By Bonnie J. Kavoussi, Contributing Writer

Despite forecasts that the age of print journalism is over, traditional reporting continues to play a vital role in holding public officials accountable, New York Times columnist Maureen Dowd said last night at the Kennedy School of Government.

“It’s a tough time for journalism,” she said in the 2007 Theodore H. White Lecture. “But I don’t worry too much about journalism’s future.”

Political reporters take on the crucial task of creating a narrative that gives Americans a clearer sense of how well the government is doing its job, she said, and the importance of that charge will not wane, even as new forms of delivery emerge.

“At a time when journalism is considered an endangered species,” Dowd said, “the Bushies at least have proved that our profession is more necessary than ever.”

Dowd, whose columns on former President Bill Clinton’s affair with intern Monica Lewinksy won her a Pulitzer Prize in 1999, said the Bush administration has sought to create an “alternate reality” by “spending hundreds of millions on self-aggrandizing propaganda.”

And the Fourth Estate has been central to holding the White House in check, she said.

“The American public just has a wonderful sense of who they trust and who they don’t,” she said. “Sometimes they can get fooled, but they can judge only by what they have at hand.”

Before Dowd’s speech, Alex S. Jones, the director of Shorenstein Center on the Press, Politics, and Public Policy, awarded the third annual David Nyhan Prize for Political Journalism to Washington Post reporter Dana Priest.

In 2005, Priest broke the story about secret CIA prisons in Thailand, Afghanistan, and Eastern Europe used to interrogate terror suspects.
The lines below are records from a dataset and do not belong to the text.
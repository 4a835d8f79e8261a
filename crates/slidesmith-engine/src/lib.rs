//! # slidesmith engine
//!
//! Editing core for single-file HTML slide decks. Every operation takes the
//! whole document as a string and returns a new one; nothing is parsed into a
//! persistent tree.
//!
//! ## Modules
//!
//! - **`text`**: spans, line tables, UTF-16 offset conversion
//! - **`scanner`**: tag scanning and the element outline
//! - **`deck`**: slide segmentation, reorder/delete/duplicate/insert, page numbers, templates
//! - **`fragments`**: tables, charts, code blocks, equations, images
//! - **`validate`**: diagnostics for structure, classes, content, accessibility
//! - **`style`**: slide sizes and the shipped stylesheet
//! - **`images`**: stored images and base64 externalisation
//! - **`preview`**: self-contained preview documents
//! - **`editing`**: search/replace and undo history
//! - **`io`**: reading and writing deck files

pub mod deck;
pub mod editing;
pub mod fragments;
pub mod images;
pub mod io;
pub mod preview;
pub mod scanner;
pub mod style;
pub mod text;
pub mod validate;

#[cfg(test)]
pub mod tests;

// Re-export key types for easier usage
pub use deck::*;
pub use editing::{EditHistory, TextMatch, find_matches, replace_all, replace_range};
pub use fragments::{Fragment, Insertion, insert_fragment};
pub use io::*;
pub use scanner::hierarchy::{ElementNode, parse_html_hierarchy};
pub use style::{SlideSize, slide_styles_css};
pub use validate::{ErrorCode, Severity, ValidationError, Validator, validate_html};
//! HTML escaping for generated fragments.
//!
//! `&`, `<` and `>` go through `html_escape::encode_text`; the two quote
//! characters are mapped here so the output is identical for content and
//! attribute positions apart from the apostrophe entity.

use html_escape::encode_text;

/// Escapes text placed as element content: `& < > " '`.
pub fn escape_html(text: &str) -> String {
    encode_text(text)
        .replace('"', "&quot;")
        .replace('\'', "&#039;")
}

/// Escapes text placed inside a double-quoted attribute value.
pub fn escape_attribute(text: &str) -> String {
    encode_text(text)
        .replace('"', "&quot;")
        .replace('\'', "&#x27;")
}
use std::sync::LazyLock;

use regex::Regex;

use super::{ErrorCode, Source, ValidationError};
use crate::text::utf16_len;

/// Non-nesting match from a plain slide opening to the first `</div>`
/// after it. Slides that contain their own divs are cut short at the first
/// inner close; the depth-counting segmenter is not used here.
static SLIDE_BODY_RE: LazyLock<Regex> =
    LazyLock::new(|| Regex::new(r#"(?s)<div\s+class="slide"[^>]*>(.*?)</div>"#).unwrap());
static ANY_TAG_RE: LazyLock<Regex> = LazyLock::new(|| Regex::new(r"<[^>]*>").unwrap());
static FONT_SIZE_RE: LazyLock<Regex> =
    LazyLock::new(|| Regex::new(r"font-size:\s*(\d+(?:\.\d+)?)px").unwrap());

/// Longest slide text, in UTF-16 units, before a split is suggested.
pub const MAX_SLIDE_TEXT: usize = 1000;
pub const MIN_FONT_SIZE_PX: f64 = 10.0;
pub const MAX_FONT_SIZE_PX: f64 = 72.0;

pub(super) fn check(src: &Source<'_>) -> Vec<ValidationError> {
    let mut errors = Vec::new();

    for (index, caps) in SLIDE_BODY_RE.captures_iter(src.html).enumerate() {
        let (Some(whole), Some(body)) = (caps.get(0), caps.get(1)) else {
            continue;
        };
        let n = index + 1;
        let line = src.line(whole.start());

        let stripped = ANY_TAG_RE.replace_all(body.as_str(), "");
        let text = stripped.trim();
        let length = utf16_len(text);
        if text.is_empty() {
            errors.push(ValidationError::new(
                ErrorCode::EmptySlide,
                line,
                None,
                format!("slide {n}: no content"),
            ));
        }
        if length > MAX_SLIDE_TEXT {
            errors.push(ValidationError::new(
                ErrorCode::TextTooLong,
                line,
                None,
                format!("slide {n}: text is too long ({length} characters); consider splitting the slide"),
            ));
        }

        for font in FONT_SIZE_RE.captures_iter(body.as_str()) {
            let (Some(at), Some(value)) = (font.get(0), font.get(1)) else {
                continue;
            };
            let Ok(size) = value.as_str().parse::<f64>() else {
                continue;
            };
            let font_line = src.line(body.start() + at.start());
            if size < MIN_FONT_SIZE_PX {
                errors.push(ValidationError::new(
                    ErrorCode::FontSizeTooSmall,
                    font_line,
                    None,
                    format!("font size is too small ({size}px) and may be hard to read"),
                ));
            } else if size > MAX_FONT_SIZE_PX {
                errors.push(ValidationError::new(
                    ErrorCode::FontSizeTooLarge,
                    font_line,
                    None,
                    format!("font size is too large ({size}px)"),
                ));
            }
        }
    }

    errors
}

#[cfg(test)]
mod tests {
    use super::*;
    use pretty_assertions::assert_eq;
    use rstest::rstest;

    fn run(html: &str) -> Vec<ValidationError> {
        check(&Source::new(html))
    }

    #[test]
    fn empty_slide_after_stripping_tags() {
        let errors = run("<div class=\"slide\">\n  <h1> </h1>\n</div>");
        assert_eq!(errors.len(), 1);
        assert_eq!(errors[0].code, ErrorCode::EmptySlide);
        assert_eq!(errors[0].message, "slide 1: no content");
    }

    #[test]
    fn long_text_is_measured_in_utf16_units() {
        let at_limit = format!("<div class=\"slide\">{}</div>", "あ".repeat(1000));
        assert!(run(&at_limit).is_empty());

        let over = format!("<div class=\"slide\">{}</div>", "😀".repeat(501));
        let errors = run(&over);
        assert_eq!(errors[0].code, ErrorCode::TextTooLong);
        assert!(errors[0].message.contains("(1002 characters)"));
    }

    #[rstest]
    #[case("9px", Some(ErrorCode::FontSizeTooSmall))]
    #[case("9.5px", Some(ErrorCode::FontSizeTooSmall))]
    #[case("10px", None)]
    #[case("72px", None)]
    #[case("72.5px", Some(ErrorCode::FontSizeTooLarge))]
    #[case("2em", None)]
    fn font_size_bounds(#[case] size: &str, #[case] expected: Option<ErrorCode>) {
        let html = format!("<div class=\"slide\"><p style=\"font-size: {size}\">x</p></div>");
        let codes: Vec<ErrorCode> = run(&html).iter().map(|e| e.code).collect();
        assert_eq!(codes, expected.into_iter().collect::<Vec<_>>());
    }

    #[test]
    fn font_message_prints_the_number_plainly() {
        let errors = run("<div class=\"slide\">\n<p style=\"font-size:8px\">x</p></div>");
        assert_eq!(errors[0].message, "font size is too small (8px) and may be hard to read");
        assert_eq!(errors[0].line, 2);
    }

    // The greedy match stops at the first inner `</div>`: text after a
    // nested div is not seen, so this slide is reported empty.
    #[test]
    fn nested_div_cuts_the_slide_short() {
        let html = "<div class=\"slide\"><div class=\"footer\"></div><h1>Title</h1></div>";
        let codes: Vec<ErrorCode> = run(html).iter().map(|e| e.code).collect();
        assert_eq!(codes, vec![ErrorCode::EmptySlide]);
    }

    #[test]
    fn split_slides_are_not_matched() {
        assert!(run("<div class=\"slide slide-split\"></div>").is_empty());
    }
}
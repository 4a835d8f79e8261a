//! # Text Coordinates
//!
//! The document is a plain `String`; everything else is derived from it on
//! demand. This module holds the small coordinate types shared by the
//! scanner, the deck operations and the validator:
//!
//! - **`span`**: `Span`, a byte range into the document
//! - **`lines`**: `LineIndex`, byte offset to 1-based line/column lookup
//! - **`utf16`**: conversions between byte offsets and the UTF-16 code-unit
//!   offsets editors report for their cursor

pub mod lines;
pub mod span;
pub mod utf16;

pub use lines::LineIndex;
pub use span::Span;
pub use utf16::{byte_to_utf16, utf16_len, utf16_to_byte};
use std::fmt;
use std::str::FromStr;

use serde::{Deserialize, Serialize};

use super::UnknownVariant;
use super::escape::escape_html;

#[derive(Debug, Clone, Copy, Default, PartialEq, Eq, Hash, Serialize, Deserialize)]
#[serde(rename_all = "lowercase")]
pub enum TableStyle {
    #[default]
    Simple,
    Bordered,
    Striped,
    Highlight,
    Minimal,
}

impl TableStyle {
    pub const ALL: [TableStyle; 5] = [
        TableStyle::Simple,
        TableStyle::Bordered,
        TableStyle::Striped,
        TableStyle::Highlight,
        TableStyle::Minimal,
    ];

    pub fn as_str(self) -> &'static str {
        match self {
            TableStyle::Simple => "simple",
            TableStyle::Bordered => "bordered",
            TableStyle::Striped => "striped",
            TableStyle::Highlight => "highlight",
            TableStyle::Minimal => "minimal",
        }
    }
}

impl fmt::Display for TableStyle {
    fn fmt(&self, f: &mut fmt::Formatter<'_>) -> fmt::Result {
        f.write_str(self.as_str())
    }
}

impl FromStr for TableStyle {
    type Err = UnknownVariant;

    fn from_str(s: &str) -> Result<Self, Self::Err> {
        Self::ALL
            .into_iter()
            .find(|style| style.as_str() == s)
            .ok_or_else(|| UnknownVariant {
                kind: "table style",
                value: s.to_string(),
            })
    }
}

/// A placeholder table. `rows` counts the header row when there is one.
///
/// Callers keep `rows` within 1..=20 and `columns` within 1..=10.
#[derive(Debug, Clone, PartialEq, Eq, Serialize, Deserialize)]
pub struct TableConfig {
    pub rows: usize,
    pub columns: usize,
    pub style: TableStyle,
    pub has_header: bool,
    pub caption: Option<String>,
}

impl Default for TableConfig {
    fn default() -> Self {
        Self {
            rows: 3,
            columns: 3,
            style: TableStyle::default(),
            has_header: true,
            caption: None,
        }
    }
}

pub fn generate_table_html(config: &TableConfig) -> String {
    let header = if config.has_header {
        let cells: Vec<String> = (1..=config.columns)
            .map(|c| format!("        <th>列{c}</th>"))
            .collect();
        format!(
            "    <thead>\n      <tr>\n{}\n      </tr>\n    </thead>\n",
            cells.join("\n")
        )
    } else {
        String::new()
    };

    // Data rows carry their position in the whole table, header included.
    let (data_rows, first_row) = if config.has_header {
        (config.rows.saturating_sub(1), 2)
    } else {
        (config.rows, 1)
    };
    let body: Vec<String> = (first_row..first_row + data_rows)
        .map(|r| {
            let cells: Vec<String> = (1..=config.columns)
                .map(|c| format!("        <td>データ{r}-{c}</td>"))
                .collect();
            format!("      <tr>\n{}\n      </tr>", cells.join("\n"))
        })
        .collect();

    let caption = config
        .caption
        .as_deref()
        .filter(|c| !c.is_empty())
        .map(|c| format!("    <caption class=\"slide-table-caption\">{}</caption>\n", escape_html(c)))
        .unwrap_or_default();

    format!(
        "<div class=\"slide-table-container\">\n  <table class=\"slide-table slide-table-{}\">\n{caption}{header}    <tbody>\n{}\n    </tbody>\n  </table>\n</div>",
        config.style,
        body.join("\n")
    )
}
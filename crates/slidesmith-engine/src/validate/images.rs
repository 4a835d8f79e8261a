use std::sync::LazyLock;

use regex::Regex;

use super::{ErrorCode, Source, ValidationError};
use crate::images::{IMAGES_FOLDER, STORED_IMAGE_PREFIX};

static IMG_SRC_RE: LazyLock<Regex> =
    LazyLock::new(|| Regex::new(r#"<img[^>]*src="([^"]*)"[^>]*>"#).unwrap());

fn is_valid_source(src: &str) -> bool {
    ["data:", "http://", "https://", IMAGES_FOLDER, STORED_IMAGE_PREFIX]
        .iter()
        .any(|prefix| src.starts_with(prefix))
}

pub(super) fn check(src: &Source<'_>) -> Vec<ValidationError> {
    IMG_SRC_RE
        .captures_iter(src.html)
        .filter_map(|caps| {
            let whole = caps.get(0)?;
            let path = caps.get(1)?.as_str();
            (!is_valid_source(path)).then(|| {
                ValidationError::new(
                    ErrorCode::InvalidImagePath,
                    src.line(whole.start()),
                    Some(src.column(whole.start())),
                    format!("invalid image path: {path}"),
                )
            })
        })
        .collect()
}

#[cfg(test)]
mod tests {
    use super::*;
    use rstest::rstest;

    #[rstest]
    #[case("data:image/png;base64,AAAA", true)]
    #[case("http://example.com/a.png", true)]
    #[case("https://example.com/a.png", true)]
    #[case("images/image_1700000000000_0.png", true)]
    #[case("image_1700000000000_0.png", true)]
    #[case("photos/cat.png", false)]
    #[case("", false)]
    #[case("/abs/path.png", false)]
    fn image_sources(#[case] path: &str, #[case] valid: bool) {
        let html = format!("<img alt=\"a\" src=\"{path}\">");
        let errors = check(&Source::new(&html));
        assert_eq!(errors.is_empty(), valid, "{path}");
    }

    #[test]
    fn reports_position_of_the_tag() {
        let errors = check(&Source::new("<p>\n  <img src=\"x.png\"></p>"));
        assert_eq!(errors[0].line, 2);
        assert_eq!(errors[0].column, Some(3));
        assert_eq!(errors[0].message, "invalid image path: x.png");
    }
}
After winning a Pulitzer Prize for Beat Reporting in 2006, she co-wrote a story earlier this year detailing the neglect of veterans at Walter Reed Army Medical Center in Washington, D.C.

According to Jones, the Nyhan Prize was created to commemorate the kind of “gutsy and stylish journalism” that Nyhan, a Boston Globe reporter, editor, and columnist who graduated from the College in 1962, embodied.

Dowd’s speech, filled with incisive one-liners, spanned a wide range of topics, from the current war in Iraq to Shakespeare’s “Othello” to the presidential campaign of comedian Stephen Colbert, who wrote for her column earlier this month.

Her speech also included the caricatures found in her biweekly Times column.

Speaking about Vice President Dick Cheney, she remarked, “Darth Vader is shaking his fist at Iran now. What could be more Shakespearean than that?”

But Dowd also expressed optimism about at least one Republican politician.

“If Rudy Giuliani can be a Red Sox fan, then anything can happen,” she concluded with a smile.